Task description — Output exactly the lines below, starting with the line that has "markers. The set of" and going on through the line that has "Rust, Go, ...).", both included, and no other lines.

Dataset items:
------------------------------
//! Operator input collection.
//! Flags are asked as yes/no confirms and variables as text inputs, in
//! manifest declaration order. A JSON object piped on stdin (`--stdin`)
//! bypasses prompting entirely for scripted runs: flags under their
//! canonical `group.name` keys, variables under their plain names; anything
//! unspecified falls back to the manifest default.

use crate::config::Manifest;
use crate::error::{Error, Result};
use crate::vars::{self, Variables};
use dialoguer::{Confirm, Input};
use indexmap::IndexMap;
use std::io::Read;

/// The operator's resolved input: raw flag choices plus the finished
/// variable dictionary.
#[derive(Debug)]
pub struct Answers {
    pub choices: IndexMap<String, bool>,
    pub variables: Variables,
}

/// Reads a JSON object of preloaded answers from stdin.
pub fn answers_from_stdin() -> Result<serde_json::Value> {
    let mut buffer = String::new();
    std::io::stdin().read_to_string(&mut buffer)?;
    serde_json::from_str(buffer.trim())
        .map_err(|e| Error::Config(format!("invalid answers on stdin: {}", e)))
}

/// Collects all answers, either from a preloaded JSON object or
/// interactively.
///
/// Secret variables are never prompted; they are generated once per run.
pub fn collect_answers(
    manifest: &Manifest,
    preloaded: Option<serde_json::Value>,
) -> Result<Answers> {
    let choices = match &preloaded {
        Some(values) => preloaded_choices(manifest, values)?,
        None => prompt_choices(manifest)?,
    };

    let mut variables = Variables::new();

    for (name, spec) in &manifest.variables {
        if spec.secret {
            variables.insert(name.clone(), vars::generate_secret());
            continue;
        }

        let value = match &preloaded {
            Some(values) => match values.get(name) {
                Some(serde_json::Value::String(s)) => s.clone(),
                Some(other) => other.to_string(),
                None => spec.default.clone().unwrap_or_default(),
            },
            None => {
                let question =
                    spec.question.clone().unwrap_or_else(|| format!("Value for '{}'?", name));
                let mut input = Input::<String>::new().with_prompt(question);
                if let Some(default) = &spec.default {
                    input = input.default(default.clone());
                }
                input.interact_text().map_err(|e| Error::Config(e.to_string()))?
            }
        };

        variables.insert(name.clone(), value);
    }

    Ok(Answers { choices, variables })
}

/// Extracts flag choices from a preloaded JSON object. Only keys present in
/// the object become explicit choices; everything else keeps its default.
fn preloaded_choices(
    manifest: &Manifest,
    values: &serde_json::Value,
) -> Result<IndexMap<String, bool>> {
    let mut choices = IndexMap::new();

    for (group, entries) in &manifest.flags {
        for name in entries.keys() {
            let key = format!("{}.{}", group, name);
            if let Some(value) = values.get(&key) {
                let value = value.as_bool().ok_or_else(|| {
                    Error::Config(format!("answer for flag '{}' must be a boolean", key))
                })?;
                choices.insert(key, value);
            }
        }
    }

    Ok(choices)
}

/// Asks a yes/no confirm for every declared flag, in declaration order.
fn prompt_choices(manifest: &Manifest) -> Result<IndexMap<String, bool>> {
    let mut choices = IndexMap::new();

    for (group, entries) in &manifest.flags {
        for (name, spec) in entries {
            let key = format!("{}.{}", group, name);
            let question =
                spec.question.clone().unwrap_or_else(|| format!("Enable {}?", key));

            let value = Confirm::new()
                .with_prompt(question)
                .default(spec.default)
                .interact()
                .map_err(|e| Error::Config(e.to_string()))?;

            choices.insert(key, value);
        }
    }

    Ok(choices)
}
------------------------------
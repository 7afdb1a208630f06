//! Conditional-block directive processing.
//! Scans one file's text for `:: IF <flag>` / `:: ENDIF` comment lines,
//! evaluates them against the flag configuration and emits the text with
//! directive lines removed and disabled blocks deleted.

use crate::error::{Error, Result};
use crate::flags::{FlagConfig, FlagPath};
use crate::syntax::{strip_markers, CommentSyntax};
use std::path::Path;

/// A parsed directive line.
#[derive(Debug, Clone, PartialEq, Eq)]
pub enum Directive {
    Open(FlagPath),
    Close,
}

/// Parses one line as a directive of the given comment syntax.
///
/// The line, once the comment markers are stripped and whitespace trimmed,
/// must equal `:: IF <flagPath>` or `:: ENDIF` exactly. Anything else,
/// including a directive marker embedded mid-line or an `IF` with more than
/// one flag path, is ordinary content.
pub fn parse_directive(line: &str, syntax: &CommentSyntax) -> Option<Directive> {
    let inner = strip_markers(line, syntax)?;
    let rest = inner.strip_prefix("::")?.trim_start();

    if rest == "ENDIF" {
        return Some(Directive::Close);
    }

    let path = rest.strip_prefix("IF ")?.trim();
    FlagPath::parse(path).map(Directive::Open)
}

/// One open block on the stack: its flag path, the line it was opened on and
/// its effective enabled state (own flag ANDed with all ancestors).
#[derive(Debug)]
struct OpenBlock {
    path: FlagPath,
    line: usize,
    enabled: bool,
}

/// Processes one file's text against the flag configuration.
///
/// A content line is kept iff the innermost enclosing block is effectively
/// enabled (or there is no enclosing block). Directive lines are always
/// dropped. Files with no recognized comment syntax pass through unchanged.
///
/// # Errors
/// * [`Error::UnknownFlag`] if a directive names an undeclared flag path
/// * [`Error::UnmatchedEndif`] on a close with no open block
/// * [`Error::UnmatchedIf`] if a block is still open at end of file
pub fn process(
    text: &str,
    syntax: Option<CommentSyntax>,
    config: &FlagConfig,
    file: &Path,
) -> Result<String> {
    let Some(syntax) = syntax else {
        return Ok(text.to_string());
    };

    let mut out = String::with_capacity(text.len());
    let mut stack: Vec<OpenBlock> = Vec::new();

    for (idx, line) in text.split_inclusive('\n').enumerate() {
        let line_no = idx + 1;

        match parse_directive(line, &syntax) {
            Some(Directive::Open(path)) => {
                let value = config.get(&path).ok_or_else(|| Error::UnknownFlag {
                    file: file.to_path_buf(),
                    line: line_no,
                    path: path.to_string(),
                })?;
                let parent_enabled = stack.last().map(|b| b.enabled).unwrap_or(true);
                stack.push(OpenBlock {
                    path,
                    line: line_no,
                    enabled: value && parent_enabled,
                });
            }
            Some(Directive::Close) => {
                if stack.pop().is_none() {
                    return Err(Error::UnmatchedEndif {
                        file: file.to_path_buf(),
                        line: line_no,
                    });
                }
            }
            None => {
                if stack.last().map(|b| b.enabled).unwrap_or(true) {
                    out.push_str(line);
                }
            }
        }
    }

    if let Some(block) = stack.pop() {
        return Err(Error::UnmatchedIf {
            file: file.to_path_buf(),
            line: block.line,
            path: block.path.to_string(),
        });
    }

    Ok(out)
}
------------------------------
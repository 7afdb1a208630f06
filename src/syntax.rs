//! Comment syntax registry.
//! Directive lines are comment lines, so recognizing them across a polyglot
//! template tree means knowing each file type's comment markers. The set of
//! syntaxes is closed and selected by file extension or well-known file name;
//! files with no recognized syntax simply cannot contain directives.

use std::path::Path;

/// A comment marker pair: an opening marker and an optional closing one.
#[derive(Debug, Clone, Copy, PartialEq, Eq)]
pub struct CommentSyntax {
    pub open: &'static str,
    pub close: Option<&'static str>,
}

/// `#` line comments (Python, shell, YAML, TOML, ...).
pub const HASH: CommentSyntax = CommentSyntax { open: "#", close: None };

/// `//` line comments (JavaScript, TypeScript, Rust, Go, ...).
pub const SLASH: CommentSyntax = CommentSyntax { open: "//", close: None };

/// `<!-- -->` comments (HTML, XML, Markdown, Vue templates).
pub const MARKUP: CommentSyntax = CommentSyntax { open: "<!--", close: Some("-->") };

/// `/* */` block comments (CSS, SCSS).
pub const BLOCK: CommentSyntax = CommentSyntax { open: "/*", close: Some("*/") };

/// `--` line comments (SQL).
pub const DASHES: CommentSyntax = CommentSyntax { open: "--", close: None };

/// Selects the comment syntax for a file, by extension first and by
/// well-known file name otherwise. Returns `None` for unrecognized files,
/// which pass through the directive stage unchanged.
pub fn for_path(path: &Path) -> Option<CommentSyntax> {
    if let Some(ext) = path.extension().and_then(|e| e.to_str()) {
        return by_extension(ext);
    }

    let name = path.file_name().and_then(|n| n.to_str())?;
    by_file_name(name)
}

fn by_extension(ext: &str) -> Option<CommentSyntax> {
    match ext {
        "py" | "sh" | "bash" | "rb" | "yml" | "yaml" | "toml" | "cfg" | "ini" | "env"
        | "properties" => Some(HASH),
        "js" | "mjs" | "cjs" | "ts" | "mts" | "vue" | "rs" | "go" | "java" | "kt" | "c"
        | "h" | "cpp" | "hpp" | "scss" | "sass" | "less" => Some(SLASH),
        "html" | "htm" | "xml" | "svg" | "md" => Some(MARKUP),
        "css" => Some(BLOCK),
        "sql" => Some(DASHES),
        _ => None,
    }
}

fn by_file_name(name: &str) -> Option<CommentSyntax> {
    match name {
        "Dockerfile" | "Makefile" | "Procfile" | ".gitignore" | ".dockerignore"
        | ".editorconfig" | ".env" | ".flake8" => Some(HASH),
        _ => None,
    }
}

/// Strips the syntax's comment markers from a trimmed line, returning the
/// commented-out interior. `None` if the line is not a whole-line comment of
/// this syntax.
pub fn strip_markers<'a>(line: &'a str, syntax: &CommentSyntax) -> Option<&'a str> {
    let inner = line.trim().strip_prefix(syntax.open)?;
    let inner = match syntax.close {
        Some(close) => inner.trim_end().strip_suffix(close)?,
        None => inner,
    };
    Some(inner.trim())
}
------------------------------
Exercise answer —
//! template tree means knowing each file type's comment markers. The set of
//! syntaxes is closed and selected by file extension or well-known file name;
//! files with no recognized syntax simply cannot contain directives.

use std::path::Path;

/// A comment marker pair: an opening marker and an optional closing one.
#[derive(Debug, Clone, Copy, PartialEq, Eq)]
pub struct CommentSyntax {
    pub open: &'static str,
    pub close: Option<&'static str>,
}

/// `#` line comments (Python, shell, YAML, TOML, ...).
pub const HASH: CommentSyntax = CommentSyntax { open: "#", close: None };

/// `//` line comments (JavaScript, TypeScript, Rust, Go, ...).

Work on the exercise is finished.